Task goal ▸ Within the material below, transcribe exactly the lines from the one holding "fast on misconfiguration)" through the one holding "let store: SharedStore", keeping both ends and skipping the rest.

Provided information Block Start

//! api-server — HTTP API for the URL shortener.
//!
//! - Auth: API keys sent in the `Authorization` header (bare or `Bearer`).
//!   A "Root User" admin key is bootstrapped from `ROOT_USER_KEY`.
//! - Storage: SQLite (default, file at `DB_PATH`) or in-memory.
//! - Expiration: a background sweeper retires expired and stale links.
//!
//! Run:
//! ```bash
//! ROOT_USER_KEY=change-me cargo run -p api-server
//!
//! # JSON logs, throwaway storage
//! LOG_FORMAT=json STORAGE_PROVIDER=memory ROOT_USER_KEY=dev cargo run -p api-server
//! ```
//!
//! Configuration: See `config.rs` for all environment variables. A `.env`
//! file in the working directory is loaded first when present.

mod api;
mod config;
mod error;
mod store;
mod worker;

use std::net::SocketAddr;
use std::sync::Arc;

use axum::http::{HeaderName, HeaderValue, Method};
use axum::Router;
use domain::expiry::{ExpirationSweeper, SWEEP_INTERVAL};
use domain::keys::Bootstrap;
use domain::SystemClock;
use tokio::signal;
use tokio::sync::watch;
use tower_http::{
    cors::{AllowOrigin, CorsLayer},
    request_id::{MakeRequestUuid, PropagateRequestIdLayer, SetRequestIdLayer},
    trace::TraceLayer,
};
use tracing::{error, info};
use tracing_subscriber::{fmt, prelude::*, EnvFilter};

use crate::store::{SharedStore, Store};

#[tokio::main]
async fn main() {
    dotenvy::dotenv().ok();

    // Load and validate config first (fail fast on misconfiguration)
    let cfg = match config::Config::from_env() {
        Ok(c) => c,
        Err(e) => {
            eprintln!("Configuration error: {}", e);
            std::process::exit(1);
        }
    };

    init_tracing(&cfg);
    cfg.warn_if_insecure();

    let store: SharedStore = match Store::from_config(&cfg) {
        Ok(s) => Arc::new(s),
        Err(e) => {
            error!(err = %e, path = %cfg.db_path.display(), "failed to open storage");
            std::process::exit(1);
        }
    };
    info!(storage = store.kind(), "storage ready");

    let state = api::AppState::new(store.clone(), cfg.public_site_host.clone());
    match state.keys.bootstrap_root(cfg.root_user_key.as_deref()) {
        Ok(Bootstrap::Created) => info!("root user key created"),
        Ok(Bootstrap::Existing) => info!("root user key present"),
        Err(e) => {
            error!(err = %e, "root user bootstrap failed; set ROOT_USER_KEY");
            std::process::exit(1);
        }
    }

    let (shutdown_tx, shutdown_rx) = watch::channel(false);
    let sweeper = Arc::new(ExpirationSweeper::new(store, SystemClock));
    let sweeper_task = tokio::spawn(worker::run_sweeper(sweeper, SWEEP_INTERVAL, shutdown_rx));

    let app = with_layers(api::router(state), cfg.cors_allow_origin.clone());

    let addr: SocketAddr = ([0, 0, 0, 0], cfg.port).into();
    let listener = match tokio::net::TcpListener::bind(addr).await {
        Ok(l) => l,
        Err(e) => {
            error!(%addr, err = %e, "failed to bind");
            std::process::exit(1);
        }
    };
    info!(%addr, "api-server listening");

    let served = axum::serve(
        listener,
        app.into_make_service_with_connect_info::<SocketAddr>(),
    )
    .with_graceful_shutdown(shutdown_signal())
    .await;
    if let Err(e) = served {
        error!(err = %e, "server error");
    }

    let _ = shutdown_tx.send(true);
    if let Err(e) = sweeper_task.await {
        error!(err = %e, "expiration sweeper task failed");
    }
    info!("api-server stopped");
}

/// Request ids, per-request spans and CORS around the API router.
fn with_layers(router: Router, cors_origin: HeaderValue) -> Router {
    let x_request_id = HeaderName::from_static("x-request-id");

    // CORS - already validated in Config::from_env()
    let cors = if cors_origin == HeaderValue::from_static("*") {
        CorsLayer::permissive()
    } else {
        CorsLayer::new()
            .allow_origin(AllowOrigin::list([cors_origin]))
            .allow_methods([Method::GET, Method::POST, Method::OPTIONS])
            .allow_headers([
                axum::http::header::AUTHORIZATION,
                axum::http::header::CONTENT_TYPE,
            ])
    };

    router
        .layer(PropagateRequestIdLayer::new(x_request_id.clone()))
        .layer(
            TraceLayer::new_for_http().make_span_with(|request: &axum::http::Request<_>| {
                let request_id = request
                    .headers()
                    .get("x-request-id")
                    .and_then(|v| v.to_str().ok())
                    .unwrap_or("-");
                tracing::info_span!(
                    "http_request",
                    method = %request.method(),
                    uri = %request.uri(),
                    request_id = %request_id,
                )
            }),
        )
        .layer(SetRequestIdLayer::new(x_request_id, MakeRequestUuid))
        .layer(cors)
}

fn init_tracing(cfg: &config::Config) {
    let env_filter = EnvFilter::try_from_default_env().unwrap_or_else(|_| EnvFilter::new("info"));

    let registry = tracing_subscriber::registry().with(env_filter);
    match cfg.log_format {
        config::LogFormat::Json => {
            registry
                .with(
                    fmt::layer()
                        .json()
                        .with_target(true)
                        .with_timer(fmt::time::SystemTime)
                        .with_writer(std::io::stdout),
                )
                .init();
        }
        config::LogFormat::Pretty => {
            registry
                .with(
                    fmt::layer()
                        .pretty()
                        .with_target(true)
                        .with_writer(std::io::stdout),
                )
                .init();
        }
    }
}

/// Resolves on Ctrl+C or SIGTERM.
async fn shutdown_signal() {
    let ctrl_c = async {
        if let Err(e) = signal::ctrl_c().await {
            error!(err = %e, "failed to install Ctrl+C handler");
            std::future::pending::<()>().await;
        }
    };

    #[cfg(unix)]
    let terminate = async {
        match signal::unix::signal(signal::unix::SignalKind::terminate()) {
            Ok(mut sig) => {
                sig.recv().await;
            }
            Err(e) => {
                error!(err = %e, "failed to install SIGTERM handler");
                std::future::pending::<()>().await;
            }
        }
    };

    #[cfg(not(unix))]
    let terminate = std::future::pending::<()>();

    tokio::select! {
        _ = ctrl_c => info!("received Ctrl+C, shutting down"),
        _ = terminate => info!("received SIGTERM, shutting down"),
    }
}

Provided information Block End

Result ▸
    // Load and validate config first (fail fast on misconfiguration)
    let cfg = match config::Config::from_env() {
        Ok(c) => c,
        Err(e) => {
            eprintln!("Configuration error: {}", e);
            std::process::exit(1);
        }
    };

    init_tracing(&cfg);
    cfg.warn_if_insecure();

    let store: SharedStore = match Store::from_config(&cfg) {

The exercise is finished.